The Atwater company has not paid the $2,250 it owes in fines, said agency spokesman Dean Fryer.
Merced Farm Labor safety officer Elias Armenta did not return repeated calls seeking comment on Thursday, and the company that owns the vineyard could not immediately be reached.
Vasquez Jimenez, a Mexican citizen from a Mixtec indigenous town in the state of Oaxaca, had only worked in the vineyard for three days.
On Wednesday, Gov. Arnold Schwarzenegger made an unannounced appearance at her funeral at a Catholic church in Lodi.
"Maria's death should have been prevented, and all Californians must do everything in their power to ensure no other worker suffers the same fate," he said in a strongly worded statement demanding that employers follow state heat rules.
California regulations implemented in 2006 require farms and labor contractors to provide workers with water, allow regular breaks in the shade and have an emergency plan in place to help workers suffering from heat exhaustion.
If employers are found to have willfully violated shade laws, they can face fines of up to $25,000, Fryer said.
If companies are found guilty of criminal violations, they could face millions of dollars in penalties and prison sentences, he said.
The coroner has not yet determined what caused Vasquez Jimenez's death, but authorities suspect it was heat-related, Fryer said.
The scant information provided to workers about training and lack of nearby water supplies "immediately raise the notion that this could go into a criminal case," Fryer said.

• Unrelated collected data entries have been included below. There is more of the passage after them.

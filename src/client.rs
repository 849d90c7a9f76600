//! This module provides a client to connect to the task backend

use std::error::Error;
use std::fmt::{Display, Formatter};

use async_trait::async_trait;
use chrono::NaiveDateTime;
use reqwest::header::CONTENT_TYPE;
use reqwest::{Method, RequestBuilder, StatusCode};
use serde::de::DeserializeOwned;
use serde::{Deserialize, Serialize};
use url::Url;

use crate::stats::UserStats;
use crate::task::{due_date_wire, Priority, Task, TaskId, TaskStatus};
use crate::traits::TaskSource;

/// The request was rejected because the token is missing, expired or invalid.
///
/// Callers usually react by clearing their [`Session`](crate::session::Session) and sending
/// the user back to the login screen.
#[derive(Debug)]
pub struct Unauthorized;

impl Display for Unauthorized {
    fn fmt(&self, f: &mut Formatter<'_>) -> Result<(), std::fmt::Error> {
        write!(f, "the backend rejected the auth token")
    }
}
impl Error for Unauthorized {}

/// Whether an error bubbling out of a client call is an auth rejection
pub fn is_unauthorized(err: &Box<dyn Error>) -> bool {
    err.downcast_ref::<Unauthorized>().is_some()
}


/// What a calendar sync did, as counted by the backend
#[derive(Clone, Copy, Debug, Default, PartialEq, Eq, Serialize, Deserialize)]
pub struct SyncOutcome {
    /// Calendar events created
    pub created: u32,
    /// Tasks that could not be pushed
    pub errors: u32,
}

#[derive(Deserialize)]
struct ConnectionStatus {
    connected: bool,
}

#[derive(Deserialize)]
struct AuthUrl {
    auth_url: Url,
}

/// The payload to create a task (the backend mints the ID)
#[derive(Debug, Serialize)]
pub struct TaskDraft {
    pub title: String,
    pub priority: Priority,
    #[serde(with = "due_date_wire")]
    pub due_date: Option<NaiveDateTime>,
    pub category: Option<String>,
}

/// A partial task update; `None` fields are left untouched by the backend
#[derive(Debug, Default, Serialize)]
pub struct TaskPatch {
    #[serde(skip_serializing_if = "Option::is_none")]
    pub title: Option<String>,
    #[serde(skip_serializing_if = "Option::is_none")]
    pub priority: Option<Priority>,
    #[serde(skip_serializing_if = "Option::is_none")]
    pub status: Option<TaskStatus>,
    #[serde(skip_serializing_if = "Option::is_none", serialize_with = "due_date_wire::serialize")]
    pub due_date: Option<NaiveDateTime>,
    #[serde(skip_serializing_if = "Option::is_none")]
    pub category: Option<String>,
}

#[derive(Serialize)]
struct SyncRequest<'a> {
    task_ids: Option<&'a [TaskId]>,
}


/// A task source that fetches its data from the REST backend
pub struct Client {
    base_url: Url,
    token: Option<String>,
}

impl Client {
    /// Create a client. This does not start a connection
    pub fn new<S: AsRef<str>>(base_url: S) -> Result<Self, Box<dyn Error>> {
        let base_url = Url::parse(base_url.as_ref())?;
        Ok(Self { base_url, token: None })
    }

    /// Attach the bearer token subsequent requests will carry
    pub fn set_token<T: ToString>(&mut self, token: T) {
        self.token = Some(token.to_string());
    }

    pub fn base_url(&self) -> &Url {
        &self.base_url
    }

    fn request(&self, method: Method, path: &str) -> Result<RequestBuilder, Box<dyn Error>> {
        let url = self.base_url.join(path)?;
        let mut builder = reqwest::Client::new()
            .request(method, url.as_str())
            .header(CONTENT_TYPE, "application/json");
        if let Some(token) = &self.token {
            builder = builder.bearer_auth(token);
        }
        Ok(builder)
    }

    async fn send_and_parse<T: DeserializeOwned>(builder: RequestBuilder) -> Result<T, Box<dyn Error>> {
        let res = builder.send().await?;
        if res.status() == StatusCode::UNAUTHORIZED {
            return Err(Box::new(Unauthorized));
        }
        if !res.status().is_success() {
            return Err(format!("Backend returned {}", res.status()).into());
        }
        let parsed = res.json().await?;
        Ok(parsed)
    }

    async fn send(builder: RequestBuilder) -> Result<(), Box<dyn Error>> {
        let res = builder.send().await?;
        if res.status() == StatusCode::UNAUTHORIZED {
            return Err(Box::new(Unauthorized));
        }
        if !res.status().is_success() {
            return Err(format!("Backend returned {}", res.status()).into());
        }
        Ok(())
    }

    /// Fetch every task of the current user
    pub async fn get_tasks(&self) -> Result<Vec<Task>, Box<dyn Error>> {
        let builder = self.request(Method::GET, "tasks")?;
        let tasks: Vec<Task> = Self::send_and_parse(builder).await?;
        log::debug!("Fetched {} tasks", tasks.len());
        Ok(tasks)
    }

    /// Create a task on the backend, returning the stored record (with its minted ID)
    pub async fn create_task(&self, draft: &TaskDraft) -> Result<Task, Box<dyn Error>> {
        Self::send_and_parse(self.request(Method::POST, "tasks")?.json(draft)).await
    }

    /// Apply a partial update to a task
    pub async fn update_task(&self, id: &TaskId, patch: &TaskPatch) -> Result<Task, Box<dyn Error>> {
        let path = format!("tasks/{}", id);
        Self::send_and_parse(self.request(Method::PUT, &path)?.json(patch)).await
    }

    pub async fn delete_task(&self, id: &TaskId) -> Result<(), Box<dyn Error>> {
        let path = format!("tasks/{}", id);
        Self::send(self.request(Method::DELETE, &path)?).await
    }

    /// Mark a task completed. The backend also awards XP and updates the streak
    pub async fn complete_task(&self, id: &TaskId) -> Result<Task, Box<dyn Error>> {
        let path = format!("tasks/{}/complete", id);
        Self::send_and_parse(self.request(Method::POST, &path)?).await
    }

    /// The URL to send the user to so they can authorize the external calendar account
    pub async fn calendar_auth_url(&self) -> Result<Url, Box<dyn Error>> {
        let reply: AuthUrl = Self::send_and_parse(self.request(Method::GET, "calendar/auth-url")?).await?;
        Ok(reply.auth_url)
    }

    /// Finish the OAuth flow with the code the provider redirected back with
    pub async fn connect_calendar(&self, code: &str) -> Result<(), Box<dyn Error>> {
        let builder = self.request(Method::POST, "calendar/connect")?
            .query(&[("code", code)]);
        Self::send(builder).await
    }

    pub async fn disconnect_calendar(&self) -> Result<(), Box<dyn Error>> {
        Self::send(self.request(Method::DELETE, "calendar/disconnect")?).await
    }

    /// Push tasks to the connected calendar. `task_ids: None` means "all dated tasks"
    pub async fn sync_calendar_tasks(&self, task_ids: Option<&[TaskId]>) -> Result<SyncOutcome, Box<dyn Error>> {
        let builder = self.request(Method::POST, "calendar/sync")?
            .json(&SyncRequest { task_ids });
        let outcome: SyncOutcome = Self::send_and_parse(builder).await?;
        if outcome.errors > 0 {
            log::warn!("Calendar sync created {} events but hit {} errors", outcome.created, outcome.errors);
        } else {
            log::info!("Calendar sync created {} events", outcome.created);
        }
        Ok(outcome)
    }
}

#[async_trait]
impl TaskSource for Client {
    async fn get_tasks(&self) -> Result<Vec<Task>, Box<dyn Error>> {
        self.get_tasks().await
    }

    async fn calendar_status(&self) -> Result<bool, Box<dyn Error>> {
        let builder = self.request(Method::GET, "calendar/status")?;
        let status: ConnectionStatus = Self::send_and_parse(builder).await?;
        Ok(status.connected)
    }

    async fn sync_calendar(&self) -> Result<SyncOutcome, Box<dyn Error>> {
        self.sync_calendar_tasks(None).await
    }

    async fn get_stats(&self) -> Result<UserStats, Box<dyn Error>> {
        let builder = self.request(Method::GET, "gamification/stats")?;
        Self::send_and_parse(builder).await
    }
}


#[cfg(test)]
mod tests {
    use super::*;

    #[test]
    fn unauthorized_is_detectable_after_boxing() {
        let err: Box<dyn Error> = Box::new(Unauthorized);
        assert!(is_unauthorized(&err));

        let other: Box<dyn Error> = "some network problem".into();
        assert!(!is_unauthorized(&other));
    }

    #[test]
    fn patch_serializes_only_set_fields() {
        let patch = TaskPatch {
            status: Some(TaskStatus::Completed),
            ..TaskPatch::default()
        };
        let json = serde_json::to_value(&patch).unwrap();
        assert_eq!(json, serde_json::json!({ "status": "completed" }));
    }

    #[test]
    fn sync_outcome_parses_backend_counts() {
        let outcome: SyncOutcome = serde_json::from_str(r#"{"created": 7, "errors": 1}"#).unwrap();
        assert_eq!(outcome.created, 7);
        assert_eq!(outcome.errors, 1);
    }
}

On Wednesday, Mexico's Foreign Relations Department issued a statement saying the agency had contacted California officials to express concern over the "precarious working conditions for Mexicans employed by this firm."
On Sunday, farmworker advocates plan to join Vasquez Jimenez's uncle, brother and other family members in a march from Lodi to Sacramento and to demand that growers protect workers from heat stroke.
Vasquez Jimenez's fiance Florentino Bautista will be on the pilgrimage, after sending her coffin back to Oaxaca to be received by her mother.
"Not only did Florentino lose Maria, but he also lost a child that neither of them knew she was carrying," United Farm Workers President Arturo Rodriguez said. "We can't be sending out a message to the ag industry that you just get a slap on the hand even if it results in the death of a farmworker."